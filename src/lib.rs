//! i18n-engine
//!
//! An asynchronous localization engine: resolves translation keys to
//! interpolated strings for the active language, loading and caching
//! per-language JSON resource packs on demand, collapsing concurrent
//! loads for the same language into one request, falling back to a
//! secondary language on key misses, and notifying subscribers when the
//! active language changes.

pub mod config;
pub mod engine;
pub mod error;
pub mod interpolate;
pub mod loader;
pub mod notifier;
pub mod resolver;
pub mod store;
pub mod types;

pub use config::{
    EngineConfig,
    InterpolationMethod,
};
pub use engine::{
    I18nEngine,
    TranslationStream,
};
pub use error::TranslationError;
pub use interpolate::{
    Context,
    InterpolateError,
    ParamValue,
    Params,
    Value,
};
pub use loader::{
    FsLoader,
    HttpLoader,
    ResourceLoader,
};
pub use types::{
    EngineState,
    LanguageChangeEvent,
    LanguageId,
    TranslationMap,
};
//! Integration tests for the funnel session.
//!
//! Lookups go to an in-process fake backend whose answers can be held back
//! per request, so completion order is under the test's control.

// Allow unwrap and panic in tests - these are standard for test code
#![allow(clippy::unwrap_used, clippy::panic)]

use carfunnel::cli::{BrowseCommand, run_browse_command};
use carfunnel::{Applied, Config, FunnelSession, Lookup};
use carfunnel_core::{
    FilterOption, FunnelError, LookupError, RenderEvent, StageDescriptor, StageId, StageState,
    StageView,
};
use std::collections::HashMap;
use std::sync::{Arc, Mutex};
use std::time::Duration;
use tokio::sync::Notify;

// =============================================================================
// FAKE BACKEND
// =============================================================================

type Key = (StageId, Option<String>);

#[derive(Default)]
struct Backend {
    answers: Mutex<HashMap<Key, Result<Vec<FilterOption>, LookupError>>>,
    gates: Mutex<HashMap<Key, Arc<Notify>>>,
    calls: Mutex<Vec<Key>>,
}

/// Lookup handle the session owns; the test keeps the `Arc<Backend>`.
#[derive(Clone)]
struct FakeLookup(Arc<Backend>);

impl Lookup for FakeLookup {
    async fn fetch(
        &self,
        stage: &'static StageDescriptor,
        param: Option<String>,
    ) -> Result<Vec<FilterOption>, LookupError> {
        let key = (stage.id, param);
        self.0.calls.lock().unwrap().push(key.clone());
        let gate = self.0.gates.lock().unwrap().get(&key).cloned();
        if let Some(gate) = gate {
            gate.notified().await;
        }
        self.0
            .answers
            .lock()
            .unwrap()
            .get(&key)
            .cloned()
            .unwrap_or_else(|| Ok(Vec::new()))
    }
}

/// Catalog lookup that blows up on one stage.
struct PanicsOn(StageId, FakeLookup);

impl Lookup for PanicsOn {
    async fn fetch(
        &self,
        stage: &'static StageDescriptor,
        param: Option<String>,
    ) -> Result<Vec<FilterOption>, LookupError> {
        if stage.id == self.0 {
            panic!("lookup for {} exploded", stage.id);
        }
        self.1.fetch(stage, param).await
    }
}

fn opts(values: &[&str]) -> Vec<FilterOption> {
    values.iter().map(|v| FilterOption::new(*v, *v)).collect()
}

fn key(stage: StageId, param: Option<&str>) -> Key {
    (stage, param.map(str::to_string))
}

impl Backend {
    /// A small catalog covering every stage.
    fn catalog() -> Arc<Self> {
        let backend = Arc::new(Self::default());
        backend.answer(StageId::Make, None, Ok(opts(&["honda", "toyota"])));
        backend.answer(StageId::Model, Some("honda"), Ok(opts(&["civic", "jazz"])));
        backend.answer(StageId::Model, Some("toyota"), Ok(opts(&["corolla", "yaris"])));
        backend.answer(StageId::Year, Some("civic"), Ok(opts(&["2022", "2023"])));
        backend.answer(StageId::Year, Some("corolla"), Ok(opts(&["2019"])));
        backend.answer(StageId::CarType, Some("2022"), Ok(opts(&["Hatchback", "Saloon"])));
        backend.answer(StageId::FuelType, Some("Hatchback"), Ok(opts(&["Petrol"])));
        backend.answer(StageId::Location, Some("Petrol"), Ok(opts(&["Dublin", "Cork"])));
        backend
    }

    fn answer(
        &self,
        stage: StageId,
        param: Option<&str>,
        answer: Result<Vec<FilterOption>, LookupError>,
    ) {
        self.answers.lock().unwrap().insert(key(stage, param), answer);
    }

    /// Hold back the answer for this request until the returned gate opens.
    fn gate(&self, stage: StageId, param: Option<&str>) -> Arc<Notify> {
        let gate = Arc::new(Notify::new());
        self.gates
            .lock()
            .unwrap()
            .insert(key(stage, param), Arc::clone(&gate));
        gate
    }

    fn calls(&self) -> Vec<Key> {
        self.calls.lock().unwrap().clone()
    }
}

async fn open(backend: &Arc<Backend>) -> FunnelSession<FakeLookup, Vec<RenderEvent>> {
    let mut session =
        FunnelSession::open(FakeLookup(Arc::clone(backend)), Vec::<RenderEvent>::new());
    session.settle().await;
    session
}

async fn apply_next<V: StageView>(session: &mut FunnelSession<FakeLookup, V>) -> Applied {
    let completion = session.next_completion().await.unwrap();
    session.apply(completion)
}

fn state<V: StageView>(session: &FunnelSession<FakeLookup, V>, stage: StageId) -> StageState {
    session.controller().slot(stage).state()
}

fn values<V: StageView>(session: &FunnelSession<FakeLookup, V>, stage: StageId) -> Vec<String> {
    session
        .controller()
        .slot(stage)
        .options()
        .iter()
        .map(|o| o.value.clone())
        .collect()
}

-------

* [What the exercise asks]: The full set of entries has to be duplicated precisely.

* [Answer to this exercise]:
filename src/lib.rs
//! i18n-engine
//!
//! An asynchronous localization engine: resolves translation keys to
//! interpolated strings for the active language, loading and caching
//! per-language JSON resource packs on demand, collapsing concurrent
//! loads for the same language into one request, falling back to a
//! secondary language on key misses, and notifying subscribers when the
//! active language changes.

pub mod config;
pub mod engine;
pub mod error;
pub mod interpolate;
pub mod loader;
pub mod notifier;
pub mod resolver;
pub mod store;
pub mod types;

pub use config::{
    EngineConfig,
    InterpolationMethod,
};
pub use engine::{
    I18nEngine,
    TranslationStream,
};
pub use error::TranslationError;
pub use interpolate::{
    Context,
    InterpolateError,
    ParamValue,
    Params,
    Value,
};
pub use loader::{
    FsLoader,
    HttpLoader,
    ResourceLoader,
};
pub use types::{
    EngineState,
    LanguageChangeEvent,
    LanguageId,
    TranslationMap,
};
//! Integration tests for the funnel session.
//!
//! Lookups go to an in-process fake backend whose answers can be held back
//! per request, so completion order is under the test's control.

// Allow unwrap and panic in tests - these are standard for test code
#![allow(clippy::unwrap_used, clippy::panic)]

use carfunnel::cli::{BrowseCommand, run_browse_command};
use carfunnel::{Applied, Config, FunnelSession, Lookup};
use carfunnel_core::{
    FilterOption, FunnelError, LookupError, RenderEvent, StageDescriptor, StageId, StageState,
    StageView,
};
use std::collections::HashMap;
use std::sync::{Arc, Mutex};
use std::time::Duration;
use tokio::sync::Notify;

// =============================================================================
// FAKE BACKEND
// =============================================================================

type Key = (StageId, Option<String>);

#[derive(Default)]
struct Backend {
    answers: Mutex<HashMap<Key, Result<Vec<FilterOption>, LookupError>>>,
    gates: Mutex<HashMap<Key, Arc<Notify>>>,
    calls: Mutex<Vec<Key>>,
}

/// Lookup handle the session owns; the test keeps the `Arc<Backend>`.
#[derive(Clone)]
struct FakeLookup(Arc<Backend>);

impl Lookup for FakeLookup {
    async fn fetch(
        &self,
        stage: &'static StageDescriptor,
        param: Option<String>,
    ) -> Result<Vec<FilterOption>, LookupError> {
        let key = (stage.id, param);
        self.0.calls.lock().unwrap().push(key.clone());
        let gate = self.0.gates.lock().unwrap().get(&key).cloned();
        if let Some(gate) = gate {
            gate.notified().await;
        }
        self.0
            .answers
            .lock()
            .unwrap()
            .get(&key)
            .cloned()
            .unwrap_or_else(|| Ok(Vec::new()))
    }
}

/// Catalog lookup that blows up on one stage.
struct PanicsOn(StageId, FakeLookup);

impl Lookup for PanicsOn {
    async fn fetch(
        &self,
        stage: &'static StageDescriptor,
        param: Option<String>,
    ) -> Result<Vec<FilterOption>, LookupError> {
        if stage.id == self.0 {
            panic!("lookup for {} exploded", stage.id);
        }
        self.1.fetch(stage, param).await
    }
}

fn opts(values: &[&str]) -> Vec<FilterOption> {
    values.iter().map(|v| FilterOption::new(*v, *v)).collect()
}

fn key(stage: StageId, param: Option<&str>) -> Key {
    (stage, param.map(str::to_string))
}

impl Backend {
    /// A small catalog covering every stage.
    fn catalog() -> Arc<Self> {
        let backend = Arc::new(Self::default());
        backend.answer(StageId::Make, None, Ok(opts(&["honda", "toyota"])));
        backend.answer(StageId::Model, Some("honda"), Ok(opts(&["civic", "jazz"])));
        backend.answer(StageId::Model, Some("toyota"), Ok(opts(&["corolla", "yaris"])));
        backend.answer(StageId::Year, Some("civic"), Ok(opts(&["2022", "2023"])));
        backend.answer(StageId::Year, Some("corolla"), Ok(opts(&["2019"])));
        backend.answer(StageId::CarType, Some("2022"), Ok(opts(&["Hatchback", "Saloon"])));
        backend.answer(StageId::FuelType, Some("Hatchback"), Ok(opts(&["Petrol"])));
        backend.answer(StageId::Location, Some("Petrol"), Ok(opts(&["Dublin", "Cork"])));
        backend
    }

    fn answer(
        &self,
        stage: StageId,
        param: Option<&str>,
        answer: Result<Vec<FilterOption>, LookupError>,
    ) {
        self.answers.lock().unwrap().insert(key(stage, param), answer);
    }

    /// Hold back the answer for this request until the returned gate opens.
    fn gate(&self, stage: StageId, param: Option<&str>) -> Arc<Notify> {
        let gate = Arc::new(Notify::new());
        self.gates
            .lock()
            .unwrap()
            .insert(key(stage, param), Arc::clone(&gate));
        gate
    }

    fn calls(&self) -> Vec<Key> {
        self.calls.lock().unwrap().clone()
    }
}

async fn open(backend: &Arc<Backend>) -> FunnelSession<FakeLookup, Vec<RenderEvent>> {
    let mut session =
        FunnelSession::open(FakeLookup(Arc::clone(backend)), Vec::<RenderEvent>::new());
    session.settle().await;
    session
}

async fn apply_next<V: StageView>(session: &mut FunnelSession<FakeLookup, V>) -> Applied {
    let completion = session.next_completion().await.unwrap();
    session.apply(completion)
}

fn state<V: StageView>(session: &FunnelSession<FakeLookup, V>, stage: StageId) -> StageState {
    session.controller().slot(stage).state()
}

fn values<V: StageView>(session: &FunnelSession<FakeLookup, V>, stage: StageId) -> Vec<String> {
    session
        .controller()
        .slot(stage)
        .options()
        .iter()
        .map(|o| o.value.clone())
        .collect()
}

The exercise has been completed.